An aspect of the disclosure provides a method for optimizing low precision inference of deep neural network (DNN) comprising: constructing a hardware-aware cost model comprising: a computation cost estimator configured to compute estimated computation cost based on input tensor, weight tensor and output tensor from the DNN; and a memory/cache cost estimator configured to perform memory/cache cost estimation strategy based on hardware specifications, and using the hardware-aware model to perform performance stimulation on target hardware to provide dynamic quantization knobs to quantization as required for converting a conventional precision inference model to a low precision inference model based on the result of the performance simulation.

An aspect of the disclosure provides a computer-readable storage medium with program instructions stored thereon which, when executed by a processor, cause the processor to: construct a hardware-aware cost model comprising: a computation cost estimator configured to compute estimated computation cost based on input tensor, weight tensor and output tensor from the DNN; and a memory/cache cost estimator configured to perform memory/cache cost estimation strategy based on hardware specifications, and use the hardware-aware model to perform performance stimulation on target hardware to provide dynamic quantization knobs to quantization as required for converting a conventional precision inference model to a low precision inference model based on the result of the performance simulation.

The disclosure describes an effective HW-aware performance simulation for low-precision inference, which can produce an optimal low precision model for deployment rapidly.
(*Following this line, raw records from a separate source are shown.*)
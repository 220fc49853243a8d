// Copyright (c) 2025, Jason Jenkins
// SPDX-License-Identifier: BSD-3-Clause

//! UI components for the Spatia application.

pub mod canvas;
pub mod controls;
pub mod gesture;
pub mod overlay;
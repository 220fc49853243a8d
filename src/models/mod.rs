// Copyright (c) 2025, Jason Jenkins
// SPDX-License-Identifier: BSD-3-Clause

//! Data models for strokes, detections and overlay documents.

pub mod annotation;
pub mod detection;
pub mod document;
The performance model simulates the operator execution with input/output and weight tensor for a low precision model by leveraging HW capability omprising but not limitd to computation ops, memory bandwidth, and last level cache (LLC).
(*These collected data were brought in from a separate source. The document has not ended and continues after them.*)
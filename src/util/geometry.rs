// Copyright (c) 2025, Jason Jenkins
// SPDX-License-Identifier: BSD-3-Clause

//! Geometric utility functions.
//!
//! This module fits media inside its container and provides conversions
//! between content pixel coordinates and normalized coordinates.

use crate::models::annotation::Point;
use nalgebra::{Point2, Vector2};

/// Letterboxed content rectangle within the container, in container pixels.
///
/// Always recomputed from the current container and media sizes; every
/// normalized coordinate is relative to it.
#[derive(Debug, Clone, Copy, PartialEq, Default)]
pub struct ViewportRect {
    pub width: f64,
    pub height: f64,
    pub offset_x: f64,
    pub offset_y: f64,
}

impl ViewportRect {
    /// Largest centered rectangle with the media's aspect ratio that fits
    /// in the container. Returns the zero rectangle when any size is zero.
    pub fn fit(container: (f64, f64), media: (u32, u32)) -> Self {
        let (container_w, container_h) = container;
        let (media_w, media_h) = (media.0 as f64, media.1 as f64);
        if container_w <= 0.0 || container_h <= 0.0 || media_w <= 0.0 || media_h <= 0.0 {
            return Self::default();
        }

        let media_aspect = media_w / media_h;
        let container_aspect = container_w / container_h;

        let (width, height) = if media_aspect < container_aspect {
            // Media is taller - fit to height
            (container_h * media_aspect, container_h)
        } else {
            // Media is wider - fit to width
            (container_w, container_w / media_aspect)
        };

        Self {
            width,
            height,
            offset_x: (container_w - width) / 2.0,
            offset_y: (container_h - height) / 2.0,
        }
    }

    /// Overlays may only be rendered when the rectangle has an area.
    pub fn is_ready(&self) -> bool {
        self.width > 0.0 && self.height > 0.0
    }

    pub fn origin(&self) -> Point2<f64> {
        Point2::new(self.offset_x, self.offset_y)
    }

    pub fn size(&self) -> Vector2<f64> {
        Vector2::new(self.width, self.height)
    }
}

/// Convert content pixel coordinates to normalized coordinates (0.0 to 1.0).
pub fn normalize_coordinates(pixel: Point2<f64>, rect: &ViewportRect) -> Point {
    Point {
        x: pixel.x / rect.width,
        y: pixel.y / rect.height,
    }
}

/// Convert normalized coordinates to content pixel coordinates.
pub fn denormalize_coordinates(point: &Point, rect: &ViewportRect) -> Point2<f64> {
    Point2::new(point.x * rect.width, point.y * rect.height)
}

/// Scale `(width, height)` so it fits within `max_dim` on both axes.
pub fn fit_within(width: u32, height: u32, max_dim: u32) -> (u32, u32) {
    if width == 0 || height == 0 {
        return (width, height);
    }
    let scale = (max_dim as f64 / width as f64).min(max_dim as f64 / height as f64);
    (
        ((width as f64 * scale).round() as u32).max(1),
        ((height as f64 * scale).round() as u32).max(1),
    )
}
Some widely used items in DNN will be introduced herein to demonstrate the idea of the disclosure. Typically, a DNN model is described as a computation graph with nodes and edges, where nodes are DNN operators with one or more tensors as inputs and edges reflect the direction on how tensors can flow. The disclosure are focusing on the inference, which basically means how the computation graph executes given a pre-trained weight file (with weight tensors) and input tensor.

To build the effective HW-aware performance simulation, it needs to construct a HW-aware cost model, which basically comprises a computation cost estimator and a memory/cache cost estimator based on HW specification.
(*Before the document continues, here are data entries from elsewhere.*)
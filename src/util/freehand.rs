// Copyright (c) 2025, Jason Jenkins
// SPDX-License-Identifier: BSD-3-Clause

//! Outline generation for freehand strokes.
//!
//! A stroke's samples become a closed outline polygon: the centerline is
//! offset by the stroke radius on both sides and capped with half circles.
//! The same geometry is also emitted as triangles so it can be filled as a
//! mesh on screen or rasterized into an image.

use nalgebra::{Point2, Vector2};
use std::f64::consts::PI;

/// Segments used for a full circle (dots and corner joins).
const CIRCLE_SEGMENTS: usize = 16;

/// Segments used for an end cap.
const CAP_SEGMENTS: usize = 8;

/// Samples closer than this are treated as duplicates.
const MIN_SAMPLE_DISTANCE: f64 = 1e-6;

#[derive(Debug, Clone, Copy, PartialEq)]
pub struct OutlineOptions {
    /// Stroke diameter in pixels at full pressure.
    pub size: f64,
    /// How much pressure narrows the stroke; 0 keeps a constant width.
    pub thinning: f64,
    /// Synthetic pressure applied to every sample.
    pub pressure: f64,
}

impl Default for OutlineOptions {
    fn default() -> Self {
        Self {
            size: 8.0,
            thinning: 0.0,
            pressure: 0.5,
        }
    }
}

impl OutlineOptions {
    pub fn with_size(size: f64) -> Self {
        Self {
            size,
            ..Self::default()
        }
    }

    pub fn radius(&self) -> f64 {
        self.size * (0.5 - self.thinning * (0.5 - self.pressure))
    }
}

pub type Triangle = [Point2<f64>; 3];

/// Filled outline of one stroke.
#[derive(Debug, Clone, Default, PartialEq)]
pub struct StrokeOutline {
    /// Closed outline, first point not repeated.
    pub polygon: Vec<Point2<f64>>,
    pub triangles: Vec<Triangle>,
}

impl StrokeOutline {
    pub fn is_empty(&self) -> bool {
        self.polygon.is_empty()
    }

    /// Map every vertex, e.g. from content pixels to screen pixels.
    pub fn map(&self, f: impl Fn(Point2<f64>) -> Point2<f64>) -> Self {
        Self {
            polygon: self.polygon.iter().map(|p| f(*p)).collect(),
            triangles: self.triangles.iter().map(|t| t.map(&f)).collect(),
        }
    }
}

fn perpendicular(v: Vector2<f64>) -> Vector2<f64> {
    Vector2::new(-v.y, v.x)
}

fn direction(angle: f64) -> Vector2<f64> {
    Vector2::new(angle.cos(), angle.sin())
}

/// Arc around `center` from `start_angle` sweeping `sweep` radians, inclusive.
fn arc(center: Point2<f64>, radius: f64, start_angle: f64, sweep: f64, segments: usize) -> Vec<Point2<f64>> {
    (0..=segments)
        .map(|i| center + direction(start_angle + sweep * i as f64 / segments as f64) * radius)
        .collect()
}

fn fan(center: Point2<f64>, rim: &[Point2<f64>], triangles: &mut Vec<Triangle>) {
    for pair in rim.windows(2) {
        triangles.push([center, pair[0], pair[1]]);
    }
}

fn dedup_samples(points: &[Point2<f64>]) -> Vec<Point2<f64>> {
    let mut samples: Vec<Point2<f64>> = Vec::with_capacity(points.len());
    for point in points {
        match samples.last() {
            Some(last) if (point - last).norm() < MIN_SAMPLE_DISTANCE => {}
            _ => samples.push(*point),
        }
    }
    samples
}

/// Build the outline for a stroke whose samples are in pixels.
pub fn stroke_outline(points: &[Point2<f64>], options: &OutlineOptions) -> StrokeOutline {
    let samples = dedup_samples(points);
    let radius = options.radius();
    let mut outline = StrokeOutline::default();

    if samples.is_empty() || radius <= 0.0 {
        return outline;
    }

    if samples.len() == 1 {
        let rim = arc(samples[0], radius, 0.0, 2.0 * PI, CIRCLE_SEGMENTS);
        fan(samples[0], &rim, &mut outline.triangles);
        outline.polygon = rim[..CIRCLE_SEGMENTS].to_vec();
        return outline;
    }

    let segments: Vec<Vector2<f64>> = samples
        .windows(2)
        .map(|pair| (pair[1] - pair[0]).normalize())
        .collect();

    // Tangent at each sample: average of the adjoining segment directions.
    let tangents: Vec<Vector2<f64>> = (0..samples.len())
        .map(|i| {
            let before = if i > 0 { segments[i - 1] } else { segments[0] };
            let after = segments.get(i).copied().unwrap_or(before);
            let sum = before + after;
            if sum.norm() < 1e-9 {
                before
            } else {
                sum.normalize()
            }
        })
        .collect();

    let left: Vec<Point2<f64>> = samples
        .iter()
        .zip(&tangents)
        .map(|(p, t)| p + perpendicular(*t) * radius)
        .collect();
    let right: Vec<Point2<f64>> = samples
        .iter()
        .zip(&tangents)
        .map(|(p, t)| p - perpendicular(*t) * radius)
        .collect();

    for i in 0..samples.len() - 1 {
        outline.triangles.push([left[i], right[i], left[i + 1]]);
        outline.triangles.push([right[i], right[i + 1], left[i + 1]]);
    }

    // Round joins where the path turns back on itself.
    for i in 1..samples.len() - 1 {
        if segments[i - 1].dot(&segments[i]) < 0.0 {
            let rim = arc(samples[i], radius, 0.0, 2.0 * PI, CIRCLE_SEGMENTS);
            fan(samples[i], &rim, &mut outline.triangles);
        }
    }

    let first = samples[0];
    let last = samples[samples.len() - 1];
    let start_angle = perpendicular(tangents[0]).y.atan2(perpendicular(tangents[0]).x);
    let end_normal = -perpendicular(tangents[tangents.len() - 1]);
    let end_angle = end_normal.y.atan2(end_normal.x);

    // Start cap sweeps from the left side, around the back, to the right side.
    let start_cap = arc(first, radius, start_angle, PI, CAP_SEGMENTS);
    // End cap sweeps from the right side, around the front, to the left side.
    let end_cap = arc(last, radius, end_angle, PI, CAP_SEGMENTS);
    fan(first, &start_cap, &mut outline.triangles);
    fan(last, &end_cap, &mut outline.triangles);

    outline.polygon.extend(right.iter().copied());
    outline.polygon.extend(end_cap[1..CAP_SEGMENTS].iter().copied());
    outline.polygon.extend(left.iter().rev().copied());
    outline.polygon.extend(start_cap[1..CAP_SEGMENTS].iter().copied());
    outline
}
As for the computation cost estimator, a typical DNN operator Conv is used to illustrate the computation of estimated computation cost, as shown in FIG. 1.

Assuming Conv has an input tensor with dimensions of (N, C_in, H_in, W_in), wherein N is batch size, C_inis input channel count, H_inis height of input data and W_inis width of input data; a weight tensor with dimensions of (C_out, C_in, KH, KW), wherein C_outis output channel count, C_inis input channel count, KH is kernel height and KW is kernel width; and an output tensor with dimensions of (N, C_out, H_out, W_out), wherein N is batch size, C_outis output channel count, H_outis height of output data and W_outis width of output data, the computation ops are computed by T=2×N×C_out×H_out×W_out×C_in×KH×KW-Stride of Conv, where Stride is an attribute of Conv that impacts the convolution computation. Given a HW with t ops per cycle, the required Conv cost is (T/t) cycles. Based on HW specification, the estimated computation cost can be computed.

As for memory/cache cost estimator, assuming that it follows modern compute architecture with memory and cache. To simplify the cost estimator, level 1 (L1) cache has been excluded due to the cache size is too small to fit typical deep learning applications. It is also assumed that the memory management with ping-pong buffer would be widely adopted by mainstream deep learning frameworks. As a result, it is described several cases in memory/cache cost estimation: 1) if the tensor size is bigger than cache size, then do not cache it; 2) if the tensor can fit in cache free space, then cache it; and 3) if the tensor cannot not fit in free space, then clear the cache and cache it.

FIG. 2 shows a typical DNN operator execution flow with data residence in memory/cache, and computation, where T1, T2, and T3 are tensors which are read from memory or cache, and P represents a DNN operator.

In the disclosure, the memory/cache cost estimation strategy for input/output tensor and weight tensor will be discussed respectively.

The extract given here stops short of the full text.